Python Thread Synchronization

In concurrent programming, when multiple threads operate on shared resources, we need mechanisms to coordinate their actions. This coordination process is called thread synchronization. Without proper synchronization, programs may encounter race conditions, deadlocks, and unpredictable behavior.

Why Thread Synchronization Matters

Imagine two threads trying to update the same variable simultaneously:

counter = 0

def increment():
    global counter
    for _ in range(100000):
        counter += 1  # This is not atomic!

When multiple threads run this code, the final counter value might be less than expected because the increment operation (counter += 1) isn't atomic—it involves reading the value, incrementing it, and storing it back.
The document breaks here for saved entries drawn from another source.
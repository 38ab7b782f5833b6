//! HTTP client with an explicit interceptor chain.
//!
//! All backend traffic funnels through [`ApiClient`]. The chain has three
//! stages, installed once at startup:
//!
//! 1. **Request decorators** - ordered pre-send mutations (the session
//!    manager attaches the bearer token here).
//! 2. **Response recovery** - a single handler consulted on a 401 that has
//!    not been retried yet. It may authorize exactly one retry of the
//!    original request; a 401 on the retried request is final.
//! 3. **Generic error notification** - the tail handler surfacing non-401
//!    failures to the notification sink. Recovery runs first and a 401
//!    never reaches this stage, so a transparently refreshed request is
//!    invisible to the user.
//!
//! Requests are described by [`ApiRequest`] values rather than one-shot
//! builders so the recovery stage can re-issue them with fresh decorators.

use std::sync::Arc;

use async_trait::async_trait;
use parking_lot::RwLock;
use reqwest::{Method, StatusCode};
use serde::Serialize;
use serde::de::DeserializeOwned;
use tracing::{debug, warn};
use url::Url;

use crate::error::ApiError;
use crate::notify::{Notification, Notifier};

/// Pre-send mutation of an outgoing request.
pub trait RequestDecorator: Send + Sync {
    /// Apply this decorator to an outgoing request.
    fn decorate(&self, builder: reqwest::RequestBuilder) -> reqwest::RequestBuilder;
}

/// Verdict of a [`ResponseRecovery`] handler for a first-time 401.
#[derive(Debug, Clone, Copy, PartialEq, Eq)]
pub enum Recovery {
    /// Recovery succeeded; re-issue the original request once.
    Retry,
    /// Recovery failed; propagate the original 401 to the caller.
    GiveUp,
}

/// Handler consulted when a response comes back 401.
#[async_trait]
pub trait ResponseRecovery: Send + Sync {
    /// Called on a 401 that has not been retried yet.
    async fn on_unauthorized(&self) -> Recovery;

    /// Called when the retried request observed a second consecutive 401.
    async fn on_retry_unauthorized(&self);
}

/// A re-issuable description of a backend request.
#[derive(Debug, Clone)]
pub struct ApiRequest {
    method: Method,
    path: String,
    body: Option<serde_json::Value>,
}

impl ApiRequest {
    /// Describe a GET request.
    #[must_use]
    pub fn get(path: impl Into<String>) -> Self {
        Self {
            method: Method::GET,
            path: path.into(),
            body: None,
        }
    }

    /// Describe a POST request with a JSON body.
    ///
    /// # Errors
    ///
    /// Returns `ApiError::Parse` if the body cannot be serialized.
    pub fn post(path: impl Into<String>, body: &impl Serialize) -> Result<Self, ApiError> {
        Ok(Self {
            method: Method::POST,
            path: path.into(),
            body: Some(serde_json::to_value(body)?),
        })
    }

    /// Describe a POST request without a body.
    #[must_use]
    pub fn post_empty(path: impl Into<String>) -> Self {
        Self {
            method: Method::POST,
            path: path.into(),
            body: None,
        }
    }
}

/// Client for the Clementine backend API.
///
/// Cheap to clone; clones share the interceptor chain and connection pool.
#[derive(Clone)]
pub struct ApiClient {
    inner: Arc<ApiClientInner>,
}

struct ApiClientInner {
    http: reqwest::Client,
    base_url: String,
    decorators: RwLock<Vec<Arc<dyn RequestDecorator>>>,
    recovery: RwLock<Option<Arc<dyn ResponseRecovery>>>,
    error_notifier: RwLock<Option<Arc<dyn Notifier>>>,
}

impl ApiClient {
    /// Create a new client for the given API base URL.
    #[must_use]
    pub fn new(base_url: &Url) -> Self {
        Self {
            inner: Arc::new(ApiClientInner {
                http: reqwest::Client::new(),
                base_url: base_url.as_str().trim_end_matches('/').to_owned(),
                decorators: RwLock::new(Vec::new()),
                recovery: RwLock::new(None),
                error_notifier: RwLock::new(None),
            }),
        }
    }

    /// The API base URL without a trailing slash.
    #[must_use]
    pub fn base_url(&self) -> &str {
        &self.inner.base_url
    }

    /// Append a request decorator to the chain.
    pub fn register_decorator(&self, decorator: Arc<dyn RequestDecorator>) {
        self.inner.decorators.write().push(decorator);
    }

    /// Install the 401 recovery handler (at most one).
    pub fn set_recovery(&self, recovery: Arc<dyn ResponseRecovery>) {
        *self.inner.recovery.write() = Some(recovery);
    }

    /// Install the generic error-notification tail.
    pub fn set_error_notifier(&self, notifier: Arc<dyn Notifier>) {
        *self.inner.error_notifier.write() = Some(notifier);
    }

    // =========================================================================
    // Typed helpers
    // =========================================================================

    /// GET `path` and decode the JSON response body.
    ///
    /// # Errors
    ///
    /// Returns `ApiError` on transport failure, non-success status, or a
    /// body that does not decode into `T`.
    pub async fn get_json<T: DeserializeOwned>(&self, path: &str) -> Result<T, ApiError> {
        let response = self.send(&ApiRequest::get(path)).await?;
        Self::decode(response).await
    }

    /// POST a JSON body to `path` and decode the JSON response body.
    ///
    /// # Errors
    ///
    /// Returns `ApiError` on transport failure, non-success status, or a
    /// body that does not decode into `T`.
    pub async fn post_json<T: DeserializeOwned>(
        &self,
        path: &str,
        body: &impl Serialize,
    ) -> Result<T, ApiError> {
        let response = self.send(&ApiRequest::post(path, body)?).await?;
        Self::decode(response).await
    }

    /// POST a JSON body to `path`, ignoring the response body.
    ///
    /// # Errors
    ///
    /// Returns `ApiError` on transport failure or non-success status.
    pub async fn post_unit(&self, path: &str, body: &impl Serialize) -> Result<(), ApiError> {
        self.send(&ApiRequest::post(path, body)?).await?;
        Ok(())
    }

    // =========================================================================
    // Interceptor pipeline
    // =========================================================================

    /// Send a request through the full chain.
    ///
    /// Returns `Ok` only for success statuses; everything else is mapped to
    /// `ApiError` after recovery and generic notification have run.
    ///
    /// # Errors
    ///
    /// Returns `ApiError` on transport failure or a non-success status that
    /// recovery did not resolve.
    pub async fn send(&self, request: &ApiRequest) -> Result<reqwest::Response, ApiError> {
        let outcome = self.dispatch(request).await;

        if let Err(err) = &outcome
            && !err.is_unauthorized()
        {
            // 401s are excluded: recovery already ran (or declined) and the
            // session layer notifies on its own terms.
            self.notify_error(err);
        }

        outcome
    }

    /// Send a request with decorators applied but without recovery or
    /// generic notification. Used by the session manager for the auth
    /// endpoints themselves, where a 401 is an answer, not an expiry.
    ///
    /// # Errors
    ///
    /// Returns `ApiError::Http` on transport failure. Non-success statuses
    /// are returned as `Ok`; the caller inspects them.
    pub async fn send_raw(&self, request: &ApiRequest) -> Result<reqwest::Response, ApiError> {
        self.send_once(request).await
    }

    async fn dispatch(&self, request: &ApiRequest) -> Result<reqwest::Response, ApiError> {
        let response = self.send_once(request).await?;

        if response.status() != StatusCode::UNAUTHORIZED {
            return Self::check_status(response).await;
        }

        let recovery = self.inner.recovery.read().clone();
        let Some(handler) = recovery else {
            return Self::check_status(response).await;
        };

        match handler.on_unauthorized().await {
            Recovery::Retry => {
                debug!(path = %request.path, "Retrying request after session recovery");
                let retried = self.send_once(request).await?;
                if retried.status() == StatusCode::UNAUTHORIZED {
                    // Retried exactly once; a second 401 is final.
                    handler.on_retry_unauthorized().await;
                }
                Self::check_status(retried).await
            }
            Recovery::GiveUp => Self::check_status(response).await,
        }
    }

    async fn send_once(&self, request: &ApiRequest) -> Result<reqwest::Response, ApiError> {
        let url = format!("{}{}", self.inner.base_url, request.path);
        let mut builder = self.inner.http.request(request.method.clone(), &url);

        if let Some(body) = &request.body {
            builder = builder.json(body);
        }

        let decorators = self.inner.decorators.read().clone();
        for decorator in &decorators {
            builder = decorator.decorate(builder);
        }

        Ok(builder.send().await?)
    }

    /// Map a non-success response to `ApiError::Status`, extracting the
    /// server-provided message when the body carries one.
    async fn check_status(response: reqwest::Response) -> Result<reqwest::Response, ApiError> {
        let status = response.status();
        if status.is_success() {
            return Ok(response);
        }

        let body = response.text().await.unwrap_or_default();
        let message = extract_server_message(&body);
        warn!(status = %status, message = %message, "Backend request failed");
        Err(ApiError::Status { status, message })
    }

    async fn decode<T: DeserializeOwned>(response: reqwest::Response) -> Result<T, ApiError> {
        let body = response.text().await?;
        Ok(serde_json::from_str(&body)?)
    }

    fn notify_error(&self, err: &ApiError) {
        let notifier = self.inner.error_notifier.read().clone();
        if let Some(notifier) = notifier {
            notifier.notify(Notification::error(err.user_message()));
        }
    }
}

/// Pull a human-readable message out of an error body.
///
/// The backend answers errors with `{"message": "..."}`; plain-text bodies
/// are passed through as-is.
pub(crate) fn extract_server_message(body: &str) -> String {
    #[derive(serde::Deserialize)]
    struct ErrorBody {
        message: String,
    }

    serde_json::from_str::<ErrorBody>(body).map_or_else(|_| body.to_owned(), |e| e.message)
}

#[cfg(test)]
mod tests {
    use super::*;

    #[test]
    fn test_api_request_shapes() {
        let get = ApiRequest::get("/cart");
        assert_eq!(get.method, Method::GET);
        assert_eq!(get.path, "/cart");
        assert!(get.body.is_none());

        let post = ApiRequest::post("/cart/add", &serde_json::json!({"productId": "p-1"}))
            .expect("serializable body");
        assert_eq!(post.method, Method::POST);
        assert_eq!(
            post.body,
            Some(serde_json::json!({"productId": "p-1"}))
        );

        let refresh = ApiRequest::post_empty("/auth/refresh");
        assert!(refresh.body.is_none());
    }

    #[test]
    fn test_base_url_trailing_slash_trimmed() {
        let url = Url::parse("http://localhost:8080/api/").expect("url");
        let client = ApiClient::new(&url);
        assert_eq!(client.base_url(), "http://localhost:8080/api");
    }

    #[test]
    fn test_extract_server_message() {
        assert_eq!(
            extract_server_message("{\"message\":\"Invalid credentials\"}"),
            "Invalid credentials"
        );
        assert_eq!(extract_server_message("plain text error"), "plain text error");
        assert_eq!(extract_server_message(""), "");
    }
}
If two threads read the value simultaneously, they'll both increment the same initial value and one of the increments will be lost.

Let's see this in action:

import threading

counter = 0

def increment():
    global counter
    for _ in range(100000):
        counter += 1

# Create and start two threads
t1 = threading.Thread(target=increment)
t2 = threading.Thread(target=increment)

t1.start()
t2.start()

t1.join()
t2.join()

print(f"Final counter value: {counter}")
# Expected: 200000
# Actual: Less than 200000 (varies on each run)

The output will likely be less than 200,000, indicating that some increments were lost due to race conditions.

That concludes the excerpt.